Si la capacité de garder une trace de nos expériences successives est le support de tous les
apprentissages, la mémoire de l’homme va bien au-delà. Ressuscitant des situations et des états
de conscience antérieurement vécus, elle fonde la prise de conscience de soi. Se matérialisant
dans le langage, elle permet à l’individu de se représenter sa propre histoire et d’accéder à la
mémoire collective. Nourrissant l’imagination, elle est au service de l’invention et de la
création.
Les philosophes anciens, puis Descartes, ont adopté une position dualiste : la mémoire fait
intervenir le cerveau mais elle est une propriété de l’âme. Bergson, quand il publia en 1896
« Matière et Mémoire », restait fidèle à ce mode de pensée.
Les recherches des cliniciens sur les amnésies, l’avènement de la cybernétique (science dont
l’objectif est de chercher des analogies entre le fonctionnement des machines nouvelles et celui
du cerveau), l’apport de la physiologie comparée ont définitivement inscrit la mémoire dans la
matière du cerveau.
Page 1
ANATOMIE DE LA MÉMOIRE
La structure cérébrale constitue un réseau de capacités illimité. L’unité de ce réseau est le
neurone, cellule composée d’un corps cellulaire prolongé d’un axe principal appelé axone et de
dendrites. Le neurone a la capacité originale de pouvoir accumuler des informations et de les
transmettre sous la forme d’un courant qui va parcourir l’axone. Les neurones communiquent
entre eux par des jonctions, les synapses, qui font intervenir un intermédiaire chimique.

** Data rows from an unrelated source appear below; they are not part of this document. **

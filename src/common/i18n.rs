// src/common/i18n.rs

use std::collections::HashMap;

pub const DEFAULT_LANG: &str = "en";

// Message catalog keyed by (language, message key).
// Templates may contain `{name}`, replaced by `I18n::format`.
const CATALOG: &[(&str, &str, &str)] = &[
    ("en", "order.success", "Order placed"),
    ("vi", "order.success", "Thành công"),
    ("en", "order.not_found", "Store or product not found"),
    ("vi", "order.not_found", "Không tìm thấy Cửa hàng hoặc Sản phẩm"),
    ("en", "order.product_unavailable", "{name} is not available right now"),
    ("vi", "order.product_unavailable", "Món {name} hiện không bán"),
    ("en", "order.no_recipe", "{name} has no recipe configured"),
    ("vi", "order.no_recipe", "Món {name} chưa có công thức!"),
    ("en", "order.insufficient_stock", "Out of stock: {name}"),
    ("vi", "order.insufficient_stock", "Hết hàng: {name}"),
    ("en", "inventory.not_found", "Store or ingredient not found"),
    ("vi", "inventory.not_found", "Không tìm thấy Cửa hàng hoặc Nguyên liệu"),
    ("en", "inventory.out_of_range", "Stock of this ingredient would exceed the maximum allowed"),
    ("vi", "inventory.out_of_range", "Tồn kho nguyên liệu vượt quá mức tối đa cho phép"),
    ("en", "request.invalid", "One or more fields are invalid"),
    ("vi", "request.invalid", "Một hoặc nhiều trường không hợp lệ"),
    ("en", "request.malformed", "The request body could not be read: {name}"),
    ("vi", "request.malformed", "Không đọc được nội dung yêu cầu: {name}"),
    ("en", "server.timeout", "The request took too long, please try again"),
    ("vi", "server.timeout", "Yêu cầu quá thời gian, vui lòng thử lại"),
    ("en", "server.error", "An unexpected error occurred"),
    ("vi", "server.error", "Đã xảy ra lỗi không mong muốn"),
];

#[derive(Debug, Clone)]
pub struct I18n {
    // lang -> key -> template
    messages: HashMap<&'static str, HashMap<&'static str, &'static str>>,
}

impl Default for I18n {
    fn default() -> Self {
        Self::new()
    }
}

impl I18n {
    pub fn new() -> Self {
        let mut messages: HashMap<&'static str, HashMap<&'static str, &'static str>> = HashMap::new();
        for &(lang, key, text) in CATALOG {
            messages.entry(lang).or_default().insert(key, text);
        }
        Self { messages }
    }

    pub fn supports(&self, lang: &str) -> bool {
        self.messages.contains_key(lang)
    }

    /// Looks up `key` in `lang`, falling back to the default language and
    /// finally to the key itself.
    pub fn get(&self, lang: &str, key: &str) -> String {
        self.lookup(lang, key)
            .or_else(|| self.lookup(DEFAULT_LANG, key))
            .map(str::to_string)
            .unwrap_or_else(|| key.to_string())
    }

    pub fn format(&self, lang: &str, key: &str, name: &str) -> String {
        self.get(lang, key).replace("{name}", name)
    }

    fn lookup(&self, lang: &str, key: &str) -> Option<&'static str> {
        self.messages.get(lang).and_then(|m| m.get(key)).copied()
    }
}

#[cfg(test)]
mod tests {
    use super::*;

    #[test]
    fn formats_vietnamese_out_of_stock_message() {
        let i18n = I18n::new();
        assert_eq!(i18n.format("vi", "order.insufficient_stock", "Sữa"), "Hết hàng: Sữa");
    }

    #[test]
    fn unknown_language_falls_back_to_english() {
        let i18n = I18n::new();
        assert!(!i18n.supports("fr"));
        assert_eq!(i18n.get("fr", "order.not_found"), "Store or product not found");
    }

    #[test]
    fn unknown_key_is_returned_verbatim() {
        let i18n = I18n::new();
        assert_eq!(i18n.get("en", "nope.missing"), "nope.missing");
    }
}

Une coupe de cerveau met en relief une substance grise, région où s’accumulent les corps
cellulaires des neurones, et une substance blanche formée par les prolongements des neurones
entourés d’une gaine de myéline.
Le cerveau est extrêmement plissé, ce qui lui confère une surface considérable. Le nombre de
neurones est évalué entre 2 et 10 milliards et celui des synapses est de 100 fois à 1000 fois plus
élevé.
C’est dans le système de réseaux parallèles formés par les contacts de neurones à neurones,
que s’inscrit la mémoire.
Le cerveau a la capacité essentielle de créer des associations entre des informations venant
d’horizons différents. Ces réseaux ont une base génétique ; tout le monde naît avec la même
organisation du cerveau. Le développement des synapses se fait en fonction de l’utilisation que
l’on en fait.
La plasticité des réseaux synaptiques qui est le support véritable de la mémoire est liée à un
remaniement du fonctionnement des synapses dont le mécanisme est connu sous le nom de
potentialisation postsynaptique. Ainsi, lorsqu’un neurone reçoit simultanément et de façon
répétée deux informations convergentes (exemple de la rose, image et odeur), ce neurone va
avoir une réponse considérablement amplifiée par rapport à la réponse initiale. Intervenant sur
un nombre considérable de synapses au sein d’une infinité de réseaux redondants, cette
potentialisation explique comment la mémoire s’inscrit dans la matière, mais aussi comment la
trace, une fois déposée, échappe aux lésions localisées du cortex cérébral.
La potentialisation post-synaptique est la clé générale de tous les phénomènes de mémoire ;
elle régit le fonctionnement des systèmes nerveux les plus élémentaires.
Initiée par Pavlov, l’étude du comportement animal a découvert les lois de l’apprentissage et
la physiologie du système récompense/punition.
Les capacités des primates vont bien au-delà. Ils disposent d’une capacité de représentation.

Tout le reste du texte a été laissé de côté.